Despite the changing health insurance landscape, like other health benefits, mental health benefits are managed by the companies who provide those benefits to assure themselves that the expenses they are being asked to pay for are warranted. Although some contracts offered by these companies may be more generous than others, and some may be subject to greater oversight, all insurance companies manage the coverage they offer to their insureds.In practical terms, this means that ultimately the insurance company may decide what services are acceptable to them and what mental issues they regard as deserving of treatment. These insurance decisions are often described as determining "medical necessity." Please be aware that "medical necessity" is NOT a clinical term, and it is not an assessment made by the clinician treating the patient. "Medical necessity" is what insurance companies use to describe the privately held criteria that they use to decide whether or not they will pay benefits.

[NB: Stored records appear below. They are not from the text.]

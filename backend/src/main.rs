use anyhow::anyhow;
use dotenv::dotenv;
use tracing::info;
use tracing_subscriber::EnvFilter;

use backend::config::Settings;
use backend::db;

#[rocket::main]
async fn main() -> anyhow::Result<()> {
    dotenv().ok();
    tracing_subscriber::fmt()
        .with_env_filter(EnvFilter::try_from_default_env().unwrap_or_else(|_| EnvFilter::new("info")))
        .init();

    let settings = Settings::from_env()?;
    info!(environment = %settings.environment, database = %settings.database_url, "starting notes api");

    let pool = db::connect(&settings.database_url).await?;
    backend::build(pool, settings)
        .launch()
        .await
        .map_err(|err| anyhow!("Rocket failed to launch: {}", err))?;

    Ok(())
}
use serde::{Deserialize, Serialize};

/// Tagged success/failure wrapper carried by every note store response.
///
/// By convention `data` is present only on success and `error` only on
/// failure. Nothing enforces that on the wire, so clients should go through
/// [`Envelope::into_result`] rather than reading the fields directly.
#[derive(Serialize, Deserialize, Debug, Clone, PartialEq, Eq)]
pub struct Envelope<T> {
    pub success: bool,
    #[serde(skip_serializing_if = "Option::is_none")]
    pub data: Option<T>,
    #[serde(default, skip_serializing_if = "Option::is_none")]
    pub error: Option<String>,
    #[serde(default, skip_serializing_if = "Option::is_none")]
    pub message: Option<String>,
}

impl<T> Envelope<T> {
    pub fn ok(data: T) -> Self {
        Self {
            success: true,
            data: Some(data),
            error: None,
            message: None,
        }
    }

    pub fn failure(error: impl Into<String>) -> Self {
        Self {
            success: false,
            data: None,
            error: Some(error.into()),
            message: None,
        }
    }

    pub fn with_message(mut self, message: impl Into<String>) -> Self {
        self.message = Some(message.into());
        self
    }

    pub fn is_success(&self) -> bool {
        self.success
    }

    /// Success with data yields `Ok`; anything else yields the error string,
    /// or `fallback` when the envelope carries none.
    pub fn into_result(self, fallback: &str) -> Result<T, String> {
        match (self.success, self.data) {
            (true, Some(data)) => Ok(data),
            _ => Err(self.error.unwrap_or_else(|| fallback.to_string())),
        }
    }
}
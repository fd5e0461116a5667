//! HTTP note store: CRUD over SQLite, every answer wrapped in an
//! [`shared::Envelope`].

use rocket::fs::FileServer;
use rocket::{catchers, routes, Build, Rocket};
use sqlx::sqlite::SqlitePool;
use tracing::info;

pub mod config;
pub mod cors;
pub mod db;
pub mod routes;
pub mod structs;

use config::Settings;
use cors::Cors;

pub fn build(pool: SqlitePool, settings: Settings) -> Rocket<Build> {
    let mut rocket = rocket::custom(settings.figment())
        .attach(Cors::new(settings.cors_origins.clone()))
        .manage::<SqlitePool>(pool)
        .mount("/", routes![routes::preflight])
        .mount(
            "/api",
            routes![
                routes::index,
                routes::health,
                routes::get_notes,
                routes::get_note,
                routes::create_note,
                routes::update_note,
                routes::delete_note,
            ],
        )
        .register(
            "/",
            catchers![
                routes::bad_request,
                routes::unknown_route,
                routes::unprocessable,
                routes::internal_error,
            ],
        );

    if settings.static_dir.is_dir() {
        info!(dir = %settings.static_dir.display(), "serving frontend bundle");
        rocket = rocket.mount("/", FileServer::from(&settings.static_dir));
    }

    rocket.manage(settings)
}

In order to assess whether your condition and your treatment satisfies their criteria, insurance companies require that you give them access to your personal health information in whatever detail they might want.
In light of these issues, it is very important that you are as fully informed as possible about the nature and extent of your insurance benefits. It is important to remember that you always have the right to pay for my services yourself to avoid the problems described above.

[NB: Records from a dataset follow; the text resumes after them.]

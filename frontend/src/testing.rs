use std::cell::{Cell, RefCell};

use chrono::Utc;
use serde::Serialize;
use shared::{CreateNoteRequest, Envelope, Note, NoteChanges};

use crate::config::ApiConfig;
use crate::service::NoteService;
use crate::transport::{HttpRequest, HttpResponse, Method, Transport, TransportError};

pub const BASE_URL: &str = "http://notes.test";

pub fn service(server: FakeNoteServer) -> NoteService<FakeNoteServer> {
    NoteService::new(ApiConfig::new(BASE_URL), server)
}

pub fn note(id: &str, title: &str, content: &str) -> Note {
    let now = Utc::now();
    Note {
        id: id.to_string(),
        title: title.to_string(),
        content: content.to_string(),
        color: None,
        created_at: now,
        updated_at: now,
    }
}

/// In-memory stand-in for the note store, speaking the same routes and
/// envelopes over the [`Transport`] seam.
#[derive(Default)]
pub struct FakeNoteServer {
    notes: RefCell<Vec<Note>>,
    next_id: Cell<u64>,
    offline: Cell<bool>,
    canned: RefCell<Option<HttpResponse>>,
    requests: RefCell<Vec<HttpRequest>>,
}

impl FakeNoteServer {
    pub fn with_notes(notes: &[(&str, &str)]) -> Self {
        let server = Self::default();
        for (title, content) in notes {
            server.insert(CreateNoteRequest {
                title: title.to_string(),
                content: content.to_string(),
                color: None,
            });
        }
        server
    }

    pub fn notes(&self) -> Vec<Note> {
        self.notes.borrow().clone()
    }

    pub fn go_offline(&self) {
        self.offline.set(true);
    }

    /// The next request gets this raw response instead of being routed.
    pub fn respond_with(&self, status: u16, body: &str) {
        *self.canned.borrow_mut() = Some(HttpResponse {
            status,
            body: body.to_string(),
        });
    }

    pub fn requests(&self) -> Vec<HttpRequest> {
        self.requests.borrow().clone()
    }

    pub fn last_request(&self) -> Option<HttpRequest> {
        self.requests.borrow().last().cloned()
    }

    fn insert(&self, request: CreateNoteRequest) -> Note {
        let id = self.next_id.get() + 1;
        self.next_id.set(id);
        let now = Utc::now();
        let note = Note {
            id: id.to_string(),
            title: request.title,
            content: request.content,
            color: request.color,
            created_at: now,
            updated_at: now,
        };
        self.notes.borrow_mut().insert(0, note.clone());
        note
    }

    fn update(&self, id: &str, changes: NoteChanges) -> Option<Note> {
        let mut notes = self.notes.borrow_mut();
        let note = notes.iter_mut().find(|n| n.id == id)?;
        if let Some(title) = changes.title {
            note.title = title;
        }
        if let Some(content) = changes.content {
            note.content = content;
        }
        if let Some(color) = changes.color {
            note.color = color;
        }
        note.updated_at = note.updated_at.max(Utc::now());
        Some(note.clone())
    }

    fn remove(&self, id: &str) -> bool {
        let mut notes = self.notes.borrow_mut();
        let before = notes.len();
        notes.retain(|n| n.id != id);
        notes.len() != before
    }

    fn route(&self, request: &HttpRequest) -> Option<String> {
        let path = request.url.strip_prefix(BASE_URL)?;
        let rest = path.strip_prefix("/api/notes")?;
        let id = rest.trim_start_matches('/');
        let body = request.body.as_deref().unwrap_or("");

        let reply = match (request.method, id) {
            (Method::Get, "") => json(&Envelope::ok(self.notes())),
            (Method::Post, "") => {
                let create: CreateNoteRequest = serde_json::from_str(body).ok()?;
                json(&Envelope::ok(self.insert(create)).with_message("Note created successfully"))
            }
            (Method::Get, id) => match self.notes().into_iter().find(|n| n.id == id) {
                Some(note) => json(&Envelope::ok(note)),
                None => json(&Envelope::<Note>::failure("Note not found")),
            },
            (Method::Put, id) => {
                let changes: NoteChanges = serde_json::from_str(body).ok()?;
                match self.update(id, changes) {
                    Some(note) => json(&Envelope::ok(note)),
                    None => json(&Envelope::<Note>::failure("Note not found")),
                }
            }
            (Method::Delete, id) => match self.remove(id) {
                true => json(&Envelope::ok(true)),
                false => json(&Envelope::<bool>::failure("Note not found")),
            },
            _ => return None,
        };
        Some(reply)
    }
}

fn json<T: Serialize>(value: &T) -> String {
    serde_json::to_string(value).unwrap()
}

impl Transport for FakeNoteServer {
    async fn send(&self, request: HttpRequest) -> Result<HttpResponse, TransportError> {
        self.requests.borrow_mut().push(request.clone());
        if self.offline.get() {
            return Err(TransportError::Network("connection refused".to_string()));
        }
        if let Some(canned) = self.canned.borrow_mut().take() {
            return Ok(canned);
        }
        Ok(match self.route(&request) {
            Some(body) => HttpResponse { status: 200, body },
            None => HttpResponse {
                status: 404,
                body: String::new(),
            },
        })
    }
}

If you do choose to use your insurance benefits, I provide a monthly billing statement that is itemized with standard information that you may submit to your insurance company for reimbursement. Because of the many different contracts each company issues, as well as the private nature of the criteria they use to decide claims, I cannot and do not guarantee that those expenses will be reimbursed. Therefore, you (not your insurance company) are responsible for paying my professional fees.